EXTRACTED ENTRIES
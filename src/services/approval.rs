use std::collections::HashSet;

use chrono::Utc;
use sqlx::{SqliteConnection, SqlitePool};
use uuid::Uuid;

use crate::database::{
    DatabaseTransaction,
    models::{
        Apply, ApplyInput, ApplyOption, ApplyType, ApprovalOutcome, ApprovalRoute,
        ApprovalRouteInput, ApprovalStamps, ApprovalState, CurrentApprovers, Decision,
        RECORD_TYPE_OPTION, RecordType,
    },
    repositories::{
        apply as apply_repo, route as route_repo, user as user_repo,
        work_pattern as work_pattern_repo,
    },
};
use crate::error::AppError;
use crate::services::posting::PostingDispatcher;

pub fn parse_apply_type(name: &str) -> Result<ApplyType, AppError> {
    name.parse::<ApplyType>()
        .map_err(|_| AppError::NotFound(format!("Apply type not found: {}", name)))
}

/// Submission, routing and read access for applies.
#[derive(Clone)]
pub struct ApprovalService {
    pool: SqlitePool,
    dispatcher: PostingDispatcher,
}

impl ApprovalService {
    pub fn new(pool: SqlitePool, dispatcher: PostingDispatcher) -> Self {
        Self { pool, dispatcher }
    }

    pub async fn create_route(
        &self,
        input: ApprovalRouteInput,
    ) -> Result<ApprovalRoute, AppError> {
        if !input.has_approver() {
            return Err(AppError::BadRequest(format!(
                "Approval route {} has no approvers",
                input.name
            )));
        }

        DatabaseTransaction::run(&self.pool, move |tx| {
            Box::pin(async move {
                if route_repo::find_by_name(tx, &input.name).await?.is_some() {
                    return Err(AppError::Conflict(format!(
                        "Approval route already exists: {}",
                        input.name
                    )));
                }

                let route = route_repo::create_route(tx, input).await?;
                log::info!("Created approval route {} ({})", route.name, route.id);
                Ok(route)
            })
        })
        .await
    }

    /// Validate and store a new apply. Nothing is written unless every check passes.
    pub async fn submit_apply(
        &self,
        actor: Uuid,
        apply_type: ApplyType,
        input: ApplyInput,
    ) -> Result<Uuid, AppError> {
        DatabaseTransaction::run(&self.pool, move |tx| {
            Box::pin(async move {
                let conn: &mut SqliteConnection = tx;
                let apply = build_apply(conn, actor, apply_type, &input).await?;
                validate_options(conn, apply_type, &input).await?;

                apply_repo::insert_apply(conn, &apply).await?;
                for option in &input.options {
                    apply_repo::insert_option(conn, apply.id, option).await?;
                }

                log::info!(
                    "Submitted {} apply {} for user {} (awaiting {:?})",
                    apply.apply_type,
                    apply.id,
                    apply.target_user_id,
                    apply.state.pending_level()
                );

                Ok(apply.id)
            })
        })
        .await
    }

    /// Approve or reject the pending level of an apply on behalf of `actor`.
    ///
    /// A final approval posts the apply's side effect in the same transaction.
    pub async fn approve_apply(
        &self,
        actor: Uuid,
        apply_id: Uuid,
        decision: Decision,
    ) -> Result<ApprovalOutcome, AppError> {
        let dispatcher = self.dispatcher.clone();

        DatabaseTransaction::run(&self.pool, move |tx| {
            Box::pin(async move {
                let conn: &mut SqliteConnection = tx;
                let now = Utc::now();

                let mut apply = apply_repo::find_apply(conn, apply_id)
                    .await?
                    .ok_or_else(|| AppError::NotFound(format!("Apply not found: {}", apply_id)))?;
                let route = route_repo::find_by_id(conn, apply.route_id)
                    .await?
                    .ok_or_else(|| {
                        AppError::NotFound(format!("Approval route not found: {}", apply.route_id))
                    })?;

                let level = apply.decide(&route, actor, decision, now)?;
                if !apply_repo::update_approval_state(conn, &apply, level).await? {
                    return Err(AppError::Conflict(format!(
                        "Apply {} was decided concurrently",
                        apply.id
                    )));
                }

                log::info!(
                    "User {} {:?} apply {} at {}, now {}",
                    actor,
                    decision,
                    apply.id,
                    level,
                    apply.state.status()
                );

                if apply.state == ApprovalState::Approved {
                    dispatcher.post(conn, &apply, actor).await?;
                }

                Ok(ApprovalOutcome {
                    apply_id: apply.id,
                    level,
                    state: apply.state,
                })
            })
        })
        .await
    }

    pub async fn get_apply(&self, apply_id: Uuid) -> Result<Apply, AppError> {
        let mut conn = self.pool.acquire().await?;
        apply_repo::find_apply(&mut conn, apply_id)
            .await?
            .ok_or_else(|| AppError::NotFound(format!("Apply not found: {}", apply_id)))
    }

    pub async fn get_apply_options(&self, apply_id: Uuid) -> Result<Vec<ApplyOption>, AppError> {
        let mut conn = self.pool.acquire().await?;
        if apply_repo::find_apply(&mut conn, apply_id).await?.is_none() {
            return Err(AppError::NotFound(format!("Apply not found: {}", apply_id)));
        }

        Ok(apply_repo::get_options(&mut conn, apply_id).await?)
    }

    /// Users the apply is waiting on. `None` once routing is complete.
    pub async fn get_current_approvers(
        &self,
        apply_id: Uuid,
    ) -> Result<Option<CurrentApprovers>, AppError> {
        let apply = self.get_apply(apply_id).await?;
        let Some(level) = apply.state.pending_level() else {
            return Ok(None);
        };

        let mut conn = self.pool.acquire().await?;
        let route = route_repo::find_by_id(&mut conn, apply.route_id)
            .await?
            .ok_or_else(|| {
                AppError::NotFound(format!("Approval route not found: {}", apply.route_id))
            })?;

        Ok(Some(CurrentApprovers {
            level,
            approvers: route.approvers(level),
        }))
    }
}

async fn build_apply(
    conn: &mut SqliteConnection,
    actor: Uuid,
    apply_type: ApplyType,
    input: &ApplyInput,
) -> Result<Apply, AppError> {
    let target_user_id = match input.target_account.as_deref() {
        Some(account) => {
            user_repo::find_by_account(conn, account)
                .await?
                .ok_or_else(|| AppError::NotFound(format!("User not found: {}", account)))?
                .id
        }
        None => actor,
    };

    let route = route_repo::find_by_name(conn, &input.route_name)
        .await?
        .ok_or_else(|| {
            AppError::NotFound(format!("Approval route not found: {}", input.route_name))
        })?;
    let first_level = route.first_level().ok_or_else(|| {
        AppError::BadRequest(format!("Approval route {} has no approvers", route.name))
    })?;

    let work_pattern_id = match input.work_pattern_name.as_deref() {
        Some(name) => Some(
            work_pattern_repo::find_by_name(conn, name)
                .await?
                .ok_or_else(|| AppError::NotFound(format!("Work pattern not found: {}", name)))?
                .id,
        ),
        None if apply_type.requires_work_pattern() => {
            return Err(AppError::BadRequest(format!(
                "A {} apply requires a work pattern",
                apply_type
            )));
        }
        None => None,
    };

    if let Some(to) = input.date_time_to {
        if to < input.date_time_from {
            return Err(AppError::BadRequest(format!(
                "Apply ends ({}) before it starts ({})",
                to, input.date_time_from
            )));
        }
    }

    let now = Utc::now();
    Ok(Apply {
        id: Uuid::new_v4(),
        apply_type,
        target_user_id,
        applied_by: actor,
        applied_at: now,
        date: input.date_time_from.date(),
        date_time_from: input.date_time_from,
        date_time_to: input.date_time_to,
        date_related: input.date_related,
        reason: input.reason.clone(),
        contact: input.contact.clone(),
        route_id: route.id,
        work_pattern_id,
        state: ApprovalState::Pending { level: first_level },
        approvals: ApprovalStamps::default(),
        updated_at: now,
    })
}

async fn validate_options(
    conn: &mut SqliteConnection,
    apply_type: ApplyType,
    input: &ApplyInput,
) -> Result<(), AppError> {
    let mut seen = HashSet::new();
    for option in &input.options {
        if !seen.insert(option.option_type.as_str()) {
            return Err(AppError::BadRequest(format!(
                "Option {} given more than once",
                option.option_type
            )));
        }
        let known =
            apply_repo::option_value_exists(conn, &option.option_type, &option.option_value)
                .await?;
        if !known {
            return Err(AppError::BadRequest(format!(
                "Unknown option {}={}",
                option.option_type, option.option_value
            )));
        }
    }

    if apply_type == ApplyType::Record {
        let record_type = input
            .options
            .iter()
            .find(|option| option.option_type == RECORD_TYPE_OPTION)
            .ok_or_else(|| {
                AppError::BadRequest(format!(
                    "A record apply requires a {} option",
                    RECORD_TYPE_OPTION
                ))
            })?;
        record_type
            .option_value
            .parse::<RecordType>()
            .map_err(|_| {
                AppError::BadRequest(format!("Unknown record type: {}", record_type.option_value))
            })?;
    }

    Ok(())
}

INSTRUCTIONS TO FOLLOW
If a line in the records holds the word "ApprovalOutcome", count it, then give only the total.

EXPECTED OUTPUT
3